Terry AJ, Sturrock M, Dale JK, Maroto M, Chaplain MA - PLoS ONE (2011)

Bottom Line: Consistent with experimental data and a previous spatially non-explicit mathematical model, we have found that signalling can increase the average level of Her1 protein.Biological pattern formation would be impossible without a certain robustness to variety in cell shape and size; our results possess such robustness.Our spatially-explicit modelling approach, together with new imaging technologies that can measure intracellular protein diffusion rates, is likely to yield significant new insight into somitogenesis and other biological processes.

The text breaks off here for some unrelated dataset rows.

impl BitCounter {
    pub fn new(bands: ScalefacBands, mode_gr: usize, use_best_huffman: u8) -> Self {
        let mut bv_scf = [0i32; GRANULE_SIZE];
        let l = |i: i32| bands.l[i as usize] as i32;
        for i in (2..=GRANULE_SIZE as i32).step_by(2) {
            let mut scfb_anz = 0i32;
            loop {
                scfb_anz += 1;
                if l(scfb_anz) >= i {
                    break;
                }
            }
            let (r0, r1) = SUBDV_TABLE[scfb_anz as usize];

            let mut bv_index = r0;
            while bv_index >= 0 && l(bv_index + 1) > i {
                bv_index -= 1;
            }
            if bv_index < 0 {
                bv_index = r0;
            }
            bv_scf[(i - 2) as usize] = bv_index;
            let region0 = bv_index;

            let mut bv_index = r1;
            while bv_index >= 0 && l(bv_index + region0 + 2) > i {
                bv_index -= 1;
            }
            if bv_index < 0 {
                bv_index = r1;
            }
            bv_scf[(i - 1) as usize] = bv_index;
        }
        Self { bands, bv_scf, mode_gr, use_best_huffman }
    }

    pub fn bands(&self) -> &ScalefacBands {
        &self.bands
    }

    pub fn use_best_huffman(&self) -> u8 {
        self.use_best_huffman
    }

    /// Quantize `xrpow` at the granule's global gain and count the bits.
    ///
    /// `pseudohalf` is given when pseudo-half step shaping is active; it
    /// marks bands whose values below the rounding threshold are zeroed.
    /// Returns [`LARGE_BITS`] when a value would overflow the ESC tables.
    pub fn count_bits(
        &self,
        gi: &mut GranuleInfo,
        xrpow: &XrPow,
        pseudohalf: Option<&[bool; SFBMAX]>,
    ) -> i32 {
        let istep = ipow20(gi.global_gain);
        if gi.xrpow_max > IXMAX_VAL as f32 / istep {
            return LARGE_BITS;
        }
        quantize_xrpow(&xrpow.0, &mut gi.l3_enc, istep, gi.max_nonzero_coeff);

        if let Some(pseudohalf) = pseudohalf {
            let gain = gi.global_gain + gi.scalefac_scale;
            let roundfac = (PSEUDOHALF_ROUND / ipow20(gain) as f64) as f32;
            let mut j = 0;
            for sfb in 0..gi.sfbmax {
                let width = gi.width[sfb];
                if pseudohalf[sfb] {
                    for k in j..j + width {
                        if xrpow.0[k] < roundfac {
                            gi.l3_enc[k] = 0;
                        }
                    }
                }
                j += width;
            }
        }
        self.noquant_count_bits(gi)
    }

    /// Count the bits of the already quantized `l3_enc`
    pub fn noquant_count_bits(&self, gi: &mut GranuleInfo) -> i32 {
        let ix = &gi.l3_enc;
        let mut i = GRANULE_SIZE.min(((gi.max_nonzero_coeff + 2) >> 1) << 1);

        while i > 1 {
            if ix[i - 1] | ix[i - 2] != 0 {
                break;
            }
            i -= 2;
        }
        gi.count1 = i;

        let (mut a1, mut a2) = (0u32, 0u32);
        while i > 3 {
            let quad = [ix[i - 4], ix[i - 3], ix[i - 2], ix[i - 1]];
            if quad.iter().any(|&v| v as u32 > 1) {
                break;
            }
            a1 += HT[32].quad_bits(quad[0], quad[1], quad[2], quad[3]);
            a2 += HT[33].quad_bits(quad[0], quad[1], quad[2], quad[3]);
            i -= 4;
        }

        let mut bits = a1 as i32;
        gi.count1table_select = 0;
        if a1 > a2 {
            bits = a2 as i32;
            gi.count1table_select = 1;
        }
        gi.count1bits = bits;
        gi.big_values = i;
        if i == 0 {
            return bits;
        }

        let (mut r1, mut r2);
        match gi.block_type {
            BlockType::Short => {
                r1 = (3 * self.bands.s[3]).min(gi.big_values);
                r2 = gi.big_values;
            }
            BlockType::Norm => {
                gi.region0_count = self.bv_scf[i - 2] as usize;
                gi.region1_count = self.bv_scf[i - 1] as usize;
                debug_assert!(gi.region0_count + gi.region1_count + 2 < SBPSY_L);
                r2 = self.bands.l[gi.region0_count + gi.region1_count + 2];
                r1 = self.bands.l[gi.region0_count + 1];
                if r2 < i {
                    gi.table_select[2] = choose_table(&gi.l3_enc[r2..i], &mut bits);
                }
            }
            BlockType::Start | BlockType::Stop => {
                gi.region0_count = 7;
                gi.region1_count = SBMAX_L - 1 - 7 - 1;
                r1 = self.bands.l[7 + 1].min(i);
                r2 = i;
            }
        }

        r1 = r1.min(i);
        r2 = r2.min(i);
        if r1 > 0 {
            gi.table_select[0] = choose_table(&gi.l3_enc[..r1], &mut bits);
        }
        if r1 < r2 {
            gi.table_select[1] = choose_table(&gi.l3_enc[r1..r2], &mut bits);
        }
        bits
    }

    fn recalc_divide_init(&self, gi: &GranuleInfo) -> RegionSplit {
        let ix = &gi.l3_enc;
        let bigv = gi.big_values;
        let mut split = RegionSplit {
            bits: [LARGE_BITS; 23],
            div: [0; 23],
            r0_table: [0; 23],
            r1_table: [0; 23],
        };
        for r0 in 0..16 {
            let a1 = self.bands.l[r0 + 1];
            if a1 >= bigv {
                break;
            }
            let mut r0bits = 0;
            let r0t = choose_table(&ix[..a1], &mut r0bits);
            for r1 in 0..8 {
                let a2 = self.bands.l[r0 + r1 + 2];
                if a2 >= bigv {
                    break;
                }
                let mut bits = r0bits;
                let r1t = choose_table(&ix[a1..a2], &mut bits);
                if split.bits[r0 + r1] > bits {
                    split.bits[r0 + r1] = bits;
                    split.div[r0 + r1] = r0;
                    split.r0_table[r0 + r1] = r0t;
                    split.r1_table[r0 + r1] = r1t;
                }
            }
        }
        split
    }

    fn recalc_divide_sub(
        &self,
        candidate: &HuffmanLayout,
        best: &mut HuffmanLayout,
        ix: &[i32; GRANULE_SIZE],
        split: &RegionSplit,
    ) {
        let bigv = candidate.big_values;
        for r2 in 2..SBMAX_L + 1 {
            let a2 = self.bands.l[r2];
            if a2 >= bigv {
                break;
            }
            let mut bits = split.bits[r2 - 2] + candidate.count1bits;
            if best.part2_3_length <= bits {
                break;
            }
            let r2t = choose_table(&ix[a2..bigv], &mut bits);
            if best.part2_3_length <= bits {
                continue;
            }
            *best = *candidate;
            best.part2_3_length = bits;
            best.region0_count = split.div[r2 - 2];
            best.region1_count = r2 - 2 - split.div[r2 - 2];
            best.table_select = [split.r0_table[r2 - 2], split.r1_table[r2 - 2], r2t];
        }
    }

    /// Search region splits and the count1 boundary for a cheaper layout
    pub fn best_huffman_divide(&self, gi: &mut GranuleInfo) {
        if gi.block_type == BlockType::Short && self.mode_gr == 1 {
            return;
        }
        let mut best = HuffmanLayout::of(gi);
        let candidate = best;
        let mut split = None;
        if gi.block_type == BlockType::Norm {
            let s = self.recalc_divide_init(gi);
            self.recalc_divide_sub(&candidate, &mut best, &gi.l3_enc, &s);
            split = Some(s);
        }

        let ix = &gi.l3_enc;
        let mut i = candidate.big_values;
        if i == 0 || (ix[i - 2] | ix[i - 1]) as u32 > 1 {
            best.apply(gi);
            return;
        }
        i = best.count1 + 2;
        if i > GRANULE_SIZE {
            best.apply(gi);
            return;
        }

        // move the last big-value pair into the count1 region
        let mut candidate = best;
        candidate.count1 = i;
        let (mut a1, mut a2) = (0u32, 0u32);
        while i > candidate.big_values {
            let q = [ix[i - 4], ix[i - 3], ix[i - 2], ix[i - 1]];
            a1 += HT[32].quad_bits(q[0], q[1], q[2], q[3]);
            a2 += HT[33].quad_bits(q[0], q[1], q[2], q[3]);
            i -= 4;
        }
        candidate.big_values = i;
        candidate.count1table_select = 0;
        if a1 > a2 {
            a1 = a2;
            candidate.count1table_select = 1;
        }
        candidate.count1bits = a1 as i32;

        match split {
            Some(split) => self.recalc_divide_sub(&candidate, &mut best, ix, &split),
            None => {
                candidate.part2_3_length = a1 as i32;
                let r1 = self.bands.l[7 + 1].min(i);
                if r1 > 0 {
                    candidate.table_select[0] =
                        choose_table(&ix[..r1], &mut candidate.part2_3_length);
                }
                if i > r1 {
                    candidate.table_select[1] =
                        choose_table(&ix[r1..i], &mut candidate.part2_3_length);
                }
                if best.part2_3_length > candidate.part2_3_length {
                    best = candidate;
                }
            }
        }
        best.apply(gi);
    }

    /// Choose `scalefac_compress` and `part2_length` for the current
    /// scalefactors. Returns true when they cannot be encoded.
    pub fn scale_bitcount(&self, gi: &mut GranuleInfo) -> bool {
        if self.mode_gr == 2 {
            mpeg1_scale_bitcount(gi)
        } else {
            mpeg2_scale_bitcount(gi)
        }
    }

    /// Final scalefactor clean-up of an accepted granule: free bands
    /// with no nonzero line, prefer `scalefac_scale`/`preflag` when they
    /// are free and share scalefactors with granule 0 through SCFSI.
    pub fn best_scalefac_store(&self, side: &mut SideInfo, gr: usize, ch: usize) {
        let mut recalc = false;
        {
            let gi = &mut side.tt[gr][ch];
            let mut j = 0;
            for sfb in 0..gi.sfbmax {
                let width = gi.width[sfb];
                if gi.l3_enc[j..j + width].iter().all(|&v| v == 0) {
                    gi.scalefac[sfb] = SF_ANYTHING;
                    recalc = true;
                }
                j += width;
            }

            if gi.scalefac_scale == 0 && !gi.preflag {
                let s = gi.scalefac[..gi.sfbmax]
                    .iter()
                    .filter(|&&v| v > 0)
                    .fold(0, |acc, &v| acc | v);
                if s & 1 == 0 && s != 0 {
                    for v in gi.scalefac[..gi.sfbmax].iter_mut() {
                        if *v > 0 {
                            *v >>= 1;
                        }
                    }
                    gi.scalefac_scale = 1;
                    recalc = true;
                }
            }

            if !gi.preflag && gi.block_type != BlockType::Short && self.mode_gr == 2 {
                let fits = (11..SBPSY_L)
                    .all(|sfb| gi.scalefac[sfb] >= PRETAB[sfb] || gi.scalefac[sfb] == SF_ANYTHING);
                if fits {
                    for sfb in 11..SBPSY_L {
                        if gi.scalefac[sfb] > 0 {
                            gi.scalefac[sfb] -= PRETAB[sfb];
                        }
                    }
                    gi.preflag = true;
                    recalc = true;
                }
            }
        }

        side.scfsi[ch] = [0; 4];
        if self.mode_gr == 2
            && gr == 1
            && side.tt[0][ch].block_type != BlockType::Short
            && side.tt[1][ch].block_type != BlockType::Short
        {
            scfsi_calc(side, ch);
            recalc = false;
        }

        let gi = &mut side.tt[gr][ch];
        for v in gi.scalefac[..gi.sfbmax].iter_mut() {
            if *v == SF_ANYTHING {
                *v = 0;
            }
        }
        if recalc {
            self.scale_bitcount(gi);
        }
    }
}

View Article: PubMed Central - PubMed

Affiliation: Division of Mathematics, University of Dundee, Dundee, United Kingdom. aterry@maths.dundee.ac.uk

ABSTRACT
In the vertebrate embryo, tissue blocks called somites are laid down in head-to-tail succession, a process known as somitogenesis. Research into somitogenesis has been both experimental and mathematical. For zebrafish, there is experimental evidence for oscillatory gene expression in cells in the presomitic mesoderm (PSM) as well as evidence that Notch signalling synchronises the oscillations in neighbouring PSM cells. A biological mechanism has previously been proposed to explain these phenomena. Here we have converted this mechanism into a mathematical model of partial differential equations in which the nuclear and cytoplasmic diffusion of protein and mRNA molecules is explicitly considered. By performing simulations, we have found ranges of values for the model parameters (such as diffusion and degradation rates) that yield oscillatory dynamics within PSM cells and that enable Notch signalling to synchronise the oscillations in two touching cells. Our model contains a Hill coefficient that measures the co-operativity between two proteins (Her1, Her7) and three genes (her1, her7, deltaC) which they inhibit. This coefficient appears to be bounded below by the requirement for oscillations in individual cells and bounded above by the requirement for synchronisation. Consistent with experimental data and a previous spatially non-explicit mathematical model, we have found that signalling can increase the average level of Her1 protein. Biological pattern formation would be impossible without a certain robustness to variety in cell shape and size; our results possess such robustness. Our spatially-explicit modelling approach, together with new imaging technologies that can measure intracellular protein diffusion rates, is likely to yield significant new insight into somitogenesis and other biological processes.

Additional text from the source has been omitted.